Persian translator and author

Abū Muhammad ʿAbd Allāh Rūzbih ibn Dādūya (ابو محمد عبدالله روزبه ابن دادويه), born Rōzbih pūr-i Dādōē (روزبه پور دادویه), more commonly known as Ibn al-Muqaffaʿ (ابن المقفع; died c. 756/759), was a Persian translator, philosopher, author and thinker who wrote in the Arabic language. He bore the name Rōzbeh/Rūzbeh before his comparatively late conversion to Islam from Manichaeism.

==Biography==
Ibn al-Muqaffa, though a resident of Basra, was originally from the town of Goor (or Gur, Firuzabad, Fars) in the Iranian province of Fars and was born into a family of Persian stock. He was a native speaker of Middle Persian and a non-native speaker of Arabic; Ibn al-Muqaffa composed his Arabic works during a period when the rules of Classical Arabic were still taking shape and the Arabic linguistic tradition was just emerging. His father had been a state official in charge of taxes under the Umayyads, and after being accused and convicted of embezzling some of the money entrusted to him, was punished by the ruler by having his hand crushed, hence the name Muqaffa (shrivelled hand).

Ibn al-Muqaffa served in secretarial posts under the Umayyad governors of Shapur and Kirman. Unlike his other colleagues, he escaped persecution at the hands of Abbasids after their overthrow of the Umayyad dynasty. He later returned to Basra and served as a secretary under Isa ibn Ali and Sulayman ibn Ali, the uncles of the Abbasid caliph al-Mansur.

After their brother Abdallah ibn Ali made an abortive bid for the throne, they asked Ibn al-Muqaffa to write a letter to the Caliph to not retaliate against his uncle and pardon him. The language of the letter offended al-Mansur, who wished to get rid of Ibn al-Muqaffa. He was reportedly executed in Basra in 757 AD for heresy by al-Mansur.
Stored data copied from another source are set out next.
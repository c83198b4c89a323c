//! Checkpointed member list: one unit of voting power per member
//!
//! Membership changes take effect at the block they are made in, so
//! proposals whose snapshot precedes the change are unaffected.

use serde::{Deserialize, Serialize};
use std::any::Any;
use std::cell::RefCell;
use std::collections::BTreeMap;
use std::rc::Rc;

use concord_core::{Address, CallContext, Chain, Contract, DaoHandle, Event, Revert};

use super::checkpoints::Checkpoints;
use super::VotingPowerSource;
use crate::call::{decode_call, encode_call};
use crate::error::{GovernanceError, Result};
use crate::ids::UPDATE_ADDRESSES_PERMISSION_ID;

#[derive(Debug, Clone, PartialEq, Eq, Serialize, Deserialize)]
pub enum AddressListCall {
    AddAddresses(Vec<Address>),
    RemoveAddresses(Vec<Address>),
}

impl AddressListCall {
    pub fn encode(&self) -> Vec<u8> {
        encode_call(self)
    }

    pub fn decode(bytes: &[u8]) -> Result<Self> {
        decode_call(bytes)
    }
}

#[derive(Debug, Clone, Default)]
struct Members {
    listed: BTreeMap<Address, Checkpoints>,
    count: Checkpoints,
}

pub struct AddressList {
    address: Address,
    dao: Rc<dyn DaoHandle>,
    state: RefCell<Members>,
}

impl AddressList {
    pub fn new(address: Address, dao: Rc<dyn DaoHandle>) -> Self {
        Self {
            address,
            dao,
            state: RefCell::new(Members::default()),
        }
    }

    /// Deploy with a genesis member set recorded at the current block
    pub fn deploy(
        chain: &Chain,
        address: Address,
        dao: Rc<dyn DaoHandle>,
        members: &[Address],
    ) -> Result<Rc<Self>> {
        let list = Rc::new(Self::new(address, dao));
        list.record(chain, members, true)?;
        chain.deploy(address, list.clone())?;
        Ok(list)
    }

    pub fn address(&self) -> Address {
        self.address
    }

    pub fn is_listed(&self, account: &Address) -> bool {
        self.state
            .borrow()
            .listed
            .get(account)
            .map(|cp| cp.latest() == 1)
            .unwrap_or(false)
    }

    pub fn is_listed_at_block(&self, account: &Address, block: u64) -> bool {
        self.state
            .borrow()
            .listed
            .get(account)
            .map(|cp| cp.at(block) == 1)
            .unwrap_or(false)
    }

    pub fn member_count(&self) -> u128 {
        self.state.borrow().count.latest()
    }

    fn authorize(&self, ctx: &CallContext<'_>) -> Result<()> {
        let permission_id = *UPDATE_ADDRESSES_PERMISSION_ID;
        if self
            .dao
            .has_permission(ctx.chain(), self.address, ctx.sender(), permission_id, &[])
        {
            Ok(())
        } else {
            Err(GovernanceError::Unauthorized {
                target: self.address,
                who: ctx.sender(),
                permission_id,
            })
        }
    }

    pub fn add_addresses(&self, ctx: &CallContext<'_>, members: &[Address]) -> Result<()> {
        self.authorize(ctx)?;
        self.record(ctx.chain(), members, true)
    }

    pub fn remove_addresses(&self, ctx: &CallContext<'_>, members: &[Address]) -> Result<()> {
        self.authorize(ctx)?;
        self.record(ctx.chain(), members, false)
    }

    fn record(&self, chain: &Chain, members: &[Address], listed: bool) -> Result<()> {
        let block = chain.block_number();
        let mut state = self.state.borrow_mut();

        for member in members {
            let history = state.listed.entry(*member).or_default();
            if (history.latest() == 1) == listed {
                return Err(GovernanceError::InvalidAddresslistUpdate(*member));
            }
            history.push(block, u128::from(listed));
        }

        let count = state.count.latest();
        let changed = members.len() as u128;
        let count = if listed {
            count.saturating_add(changed)
        } else {
            count.saturating_sub(changed)
        };
        state.count.push(block, count);
        drop(state);

        log::info!(
            "👥 {} {} member(s) on {}",
            if listed { "Added" } else { "Removed" },
            members.len(),
            self.address
        );
        let members = members.to_vec();
        chain.emit(
            self.address,
            if listed {
                Event::MembersAdded { members }
            } else {
                Event::MembersRemoved { members }
            },
        );
        Ok(())
    }
}

impl VotingPowerSource for AddressList {
    fn voting_power(&self, account: &Address, block: u64) -> u128 {
        u128::from(self.is_listed_at_block(account, block))
    }

    fn total_voting_power(&self, block: u64) -> u128 {
        self.state.borrow().count.at(block)
    }

    fn current_voting_power(&self, account: &Address) -> u128 {
        u128::from(self.is_listed(account))
    }
}

impl Contract for AddressList {
    fn call(&self, ctx: &mut CallContext<'_>, input: &[u8]) -> std::result::Result<Vec<u8>, Revert> {
        let result = match AddressListCall::decode(input).map_err(Revert::from_message)? {
            AddressListCall::AddAddresses(members) => self.add_addresses(ctx, &members),
            AddressListCall::RemoveAddresses(members) => self.remove_addresses(ctx, &members),
        };
        result.map(|_| Vec::new()).map_err(Revert::from_message)
    }

    fn snapshot(&self) -> Box<dyn Any> {
        Box::new(self.state.borrow().clone())
    }

    fn restore(&self, snapshot: Box<dyn Any>) {
        if let Ok(state) = snapshot.downcast::<Members>() {
            *self.state.borrow_mut() = *state;
        }
    }
}

#[cfg(test)]
mod tests {
    use super::*;
    use concord_core::{
        Action, ActionExecutor, BitMap, CallId, ExecuteError, ExecutionResult, PermissionId,
        PermissionOracle, Tx,
    };

    /// Grants everything to a single admin
    struct SingleAdmin(Address);

    impl PermissionOracle for SingleAdmin {
        fn has_permission(&self, _: &Chain, _: Address, who: Address, _: PermissionId, _: &[u8]) -> bool {
            who == self.0
        }
    }

    impl ActionExecutor for SingleAdmin {
        fn executor_address(&self) -> Address {
            self.0
        }

        fn execute(
            &self,
            _ctx: &mut CallContext<'_>,
            _call_id: CallId,
            _actions: &[Action],
            _allow_failure_map: BitMap,
        ) -> std::result::Result<ExecutionResult, ExecuteError> {
            Ok(ExecutionResult::default())
        }
    }

    fn setup(members: &[Address]) -> (Chain, Rc<AddressList>, Address) {
        let chain = Chain::new();
        let admin = Address::derive("admin");
        let list = AddressList::deploy(
            &chain,
            Address::derive("members"),
            Rc::new(SingleAdmin(admin)),
            members,
        )
        .unwrap();
        (chain, list, admin)
    }

    #[test]
    fn test_genesis_members() {
        let alice = Address::derive("alice");
        let (chain, list, _) = setup(&[alice]);

        assert!(list.is_listed(&alice));
        assert_eq!(list.voting_power(&alice, chain.block_number()), 1);
        assert_eq!(list.voting_power(&alice, chain.block_number() - 1), 0);
        assert_eq!(list.total_voting_power(chain.block_number()), 1);
    }

    #[test]
    fn test_changes_do_not_rewrite_history() {
        let alice = Address::derive("alice");
        let bob = Address::derive("bob");
        let (chain, list, admin) = setup(&[alice]);
        let before = chain.block_number();
        chain.mine(1, 12);

        chain
            .transact(Tx::new(admin, list.address()), |ctx| {
                list.add_addresses(ctx, &[bob])?;
                list.remove_addresses(ctx, &[alice])
            })
            .unwrap();

        assert_eq!(list.voting_power(&alice, before), 1);
        assert_eq!(list.voting_power(&bob, before), 0);
        assert_eq!(list.current_voting_power(&alice), 0);
        assert_eq!(list.current_voting_power(&bob), 1);
        assert_eq!(list.total_voting_power(before), 1);
        assert_eq!(list.member_count(), 1);
    }

    #[test]
    fn test_invalid_updates() {
        let alice = Address::derive("alice");
        let (chain, list, admin) = setup(&[alice]);

        let add = chain.transact(Tx::new(admin, list.address()), |ctx| {
            list.add_addresses(ctx, &[alice])
        });
        assert_eq!(add, Err(GovernanceError::InvalidAddresslistUpdate(alice)));

        let bob = Address::derive("bob");
        let remove = chain.transact(Tx::new(admin, list.address()), |ctx| {
            list.remove_addresses(ctx, &[bob])
        });
        assert_eq!(remove, Err(GovernanceError::InvalidAddresslistUpdate(bob)));
        assert_eq!(list.member_count(), 1);
    }

    #[test]
    fn test_updates_need_permission() {
        let (chain, list, _) = setup(&[]);
        let mallory = Address::derive("mallory");

        let result = chain.transact(Tx::new(mallory, list.address()), |ctx| {
            list.add_addresses(ctx, &[mallory])
        });
        assert!(matches!(result, Err(GovernanceError::Unauthorized { .. })));
        assert!(!list.is_listed(&mallory));
    }
}
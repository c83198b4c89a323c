//! Concord Permission Registry
//!
//! Grants, revokes and checks `(target, who, permission_id)` relations,
//! optionally gated by a condition contract.

pub mod error;
pub mod ids;
pub mod manager;

pub use error::{PermissionError, Result};
pub use ids::ROOT_PERMISSION_ID;
pub use manager::{
    GrantRecord, MultiTargetPermission, PermissionManager, PermissionOperation,
    SingleTargetPermission,
};
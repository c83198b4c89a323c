//! Concord Governance
//!
//! Majority voting plugin for a Concord DAO: proposals, snapshot-based
//! voting power, tallying and the execution gate.

pub mod call;
pub mod config;
pub mod error;
pub mod ids;
pub mod power;
pub mod proposal;
pub mod settings;
pub mod tally;
pub mod voting;

pub use call::VotingCall;
pub use config::PluginConfig;
pub use error::{ConfigError, GovernanceError, Result};
pub use ids::{
    CREATE_PROPOSAL_PERMISSION_ID, UPDATE_ADDRESSES_PERMISSION_ID,
    UPDATE_VOTING_SETTINGS_PERMISSION_ID,
};
pub use power::{AddressList, AddressListCall, Checkpoints, TokenCall, TokenSnapshot, VotingPowerSource};
pub use proposal::{NewProposal, Proposal, ProposalParameters, ProposalStatus, VoteRecord};
pub use settings::{VotingSettings, MIN_DURATION_LOWER_BOUND, MIN_DURATION_UPPER_BOUND};
pub use tally::{Tally, RATIO_BASE};
pub use voting::{validate_proposal_dates, VotingPlugin};
//! Change notifications consumed by indexers and off-chain observers.
//!
//! Variant and field names (and their order) are part of the compatibility
//! surface: indexers key on them.

use serde::{Deserialize, Serialize};

use crate::action::{Action, BitMap, CallId};
use crate::address::{Address, PermissionId};
use crate::vote::{VoteOption, VotingMode};

#[derive(Debug, Clone, PartialEq, Eq, Serialize, Deserialize)]
#[serde(tag = "event")]
pub enum Event {
    Granted {
        permission_id: PermissionId,
        here: Address,
        target: Address,
        who: Address,
        condition: Option<Address>,
    },
    Revoked {
        permission_id: PermissionId,
        here: Address,
        target: Address,
        who: Address,
    },
    Executed {
        actor: Address,
        call_id: CallId,
        actions: Vec<Action>,
        allow_failure_map: BitMap,
        failure_map: BitMap,
        exec_results: Vec<Vec<u8>>,
    },
    MetadataSet {
        metadata: Vec<u8>,
    },
    DaoUriSet {
        dao_uri: String,
    },
    TrustedForwarderSet {
        forwarder: Address,
    },
    StandardCallbackRegistered {
        interface_id: [u8; 4],
        callback_selector: [u8; 4],
        magic_number: [u8; 4],
    },
    CallbackReceived {
        sender: Address,
        selector: [u8; 4],
        data: Vec<u8>,
    },
    Deposited {
        sender: Address,
        token: Address,
        amount: u128,
        reference: String,
    },
    NativeTokenDeposited {
        sender: Address,
        amount: u128,
    },
    ProposalCreated {
        proposal_id: u64,
        creator: Address,
        start_date: u64,
        end_date: u64,
        metadata: Vec<u8>,
        actions: Vec<Action>,
        allow_failure_map: BitMap,
    },
    VoteCast {
        proposal_id: u64,
        voter: Address,
        vote_option: VoteOption,
        voting_power: u128,
    },
    ProposalExecuted {
        proposal_id: u64,
        exec_results: Vec<Vec<u8>>,
        failure_map: BitMap,
    },
    VotingSettingsUpdated {
        voting_mode: VotingMode,
        support_threshold: u32,
        min_participation: u32,
        min_duration: u64,
        min_proposer_voting_power: u128,
    },
    MembersAdded {
        members: Vec<Address>,
    },
    MembersRemoved {
        members: Vec<Address>,
    },
}

/// An event together with the contract that emitted it
#[derive(Debug, Clone, PartialEq, Eq, Serialize, Deserialize)]
pub struct LogEntry {
    pub emitter: Address,
    pub block_number: u64,
    pub event: Event,
}
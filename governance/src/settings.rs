//! Voting settings of a plugin

use serde::{Deserialize, Serialize};

use concord_core::VotingMode;

use crate::error::{GovernanceError, Result};
use crate::tally::RATIO_BASE;

/// Shortest allowed voting window (1 hour)
pub const MIN_DURATION_LOWER_BOUND: u64 = 60 * 60;

/// Longest allowed voting window (365 days)
pub const MIN_DURATION_UPPER_BOUND: u64 = 365 * 24 * 60 * 60;

#[derive(Debug, Clone, Copy, PartialEq, Eq, Serialize, Deserialize)]
pub struct VotingSettings {
    #[serde(default)]
    pub voting_mode: VotingMode,
    /// Share of yes votes among yes+no that must be exceeded, out of `RATIO_BASE`
    pub support_threshold: u32,
    /// Share of the total voting power that must take part, out of `RATIO_BASE`
    pub min_participation: u32,
    /// Minimum voting window in seconds
    pub min_duration: u64,
    #[serde(default)]
    pub min_proposer_voting_power: u128,
}

impl VotingSettings {
    pub fn validate(&self) -> Result<()> {
        if self.support_threshold > RATIO_BASE - 1 {
            return Err(GovernanceError::RatioOutOfBounds {
                limit: RATIO_BASE - 1,
                actual: self.support_threshold,
            });
        }
        if self.min_participation > RATIO_BASE {
            return Err(GovernanceError::RatioOutOfBounds {
                limit: RATIO_BASE,
                actual: self.min_participation,
            });
        }
        if self.min_duration < MIN_DURATION_LOWER_BOUND {
            return Err(GovernanceError::MinDurationOutOfBounds {
                limit: MIN_DURATION_LOWER_BOUND,
                actual: self.min_duration,
            });
        }
        if self.min_duration > MIN_DURATION_UPPER_BOUND {
            return Err(GovernanceError::MinDurationOutOfBounds {
                limit: MIN_DURATION_UPPER_BOUND,
                actual: self.min_duration,
            });
        }
        Ok(())
    }
}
A defense of dualism and a few lines of prose written in imitation of the Quran have been ascribed to him. Whether authentic or not, and despite his conversion to Islam, these texts contributed to his posthumous reputation as a Zoroastrian heretic.

==Literary career==
Ibn al-Muqaffa's translation of Kalīla wa-Dimna from Middle Persian was highly influential in the development of Arabic literary prose. According to scholar David A. Wacks, Ibn al-Muqaffa pioneered the introduction of literary prose narrative to Arabic literature, which subsequently paved the way for later innovators such as al-Hamadani and al-Saraqusti to adapt traditional oral narratives into written literary fiction.

==Works==

=== Translations and adaptations ===
Logic translations: He translated several foundational Aristotelian logic texts, including parts of the Organon such as the Categories (al-Qatighuriyas), De Interpretatione (al-Ibarah), and Prior Analytics (al-Qiyas). While later Islamic tradition often associated early logical summaries with his name, his work laid the groundwork for Arabic philosophical terminology before the major translation movement.

Kalīla wa-Dimna: His most famous work, an Arabic translation of a Middle Persian collection of animal fables (which were primarily of Indian origin, tracing back to the Panchatantra). The Middle Persian version, originally compiled by the Sasanian physician Borzuya, is now lost, making Ibn al-Muqaffa's Arabic translation the foundational text that preserved this global heritage. He introduced the work with his own prologue and is credited with adding original stories. Ibn al-Muqaffa's Arabic rendering served as the definitive master text from which almost all later translations were derived, including subsequent Arabic versions, the later Syriac version, and the medieval Greek, Persian (12th century), Hebrew, Latin, and Castilian translations. His translation was highly regarded for its idiomatic, clear expression and plain syntactical structures, playing a pivotal role in establishing the standard for early Arabic literary prose.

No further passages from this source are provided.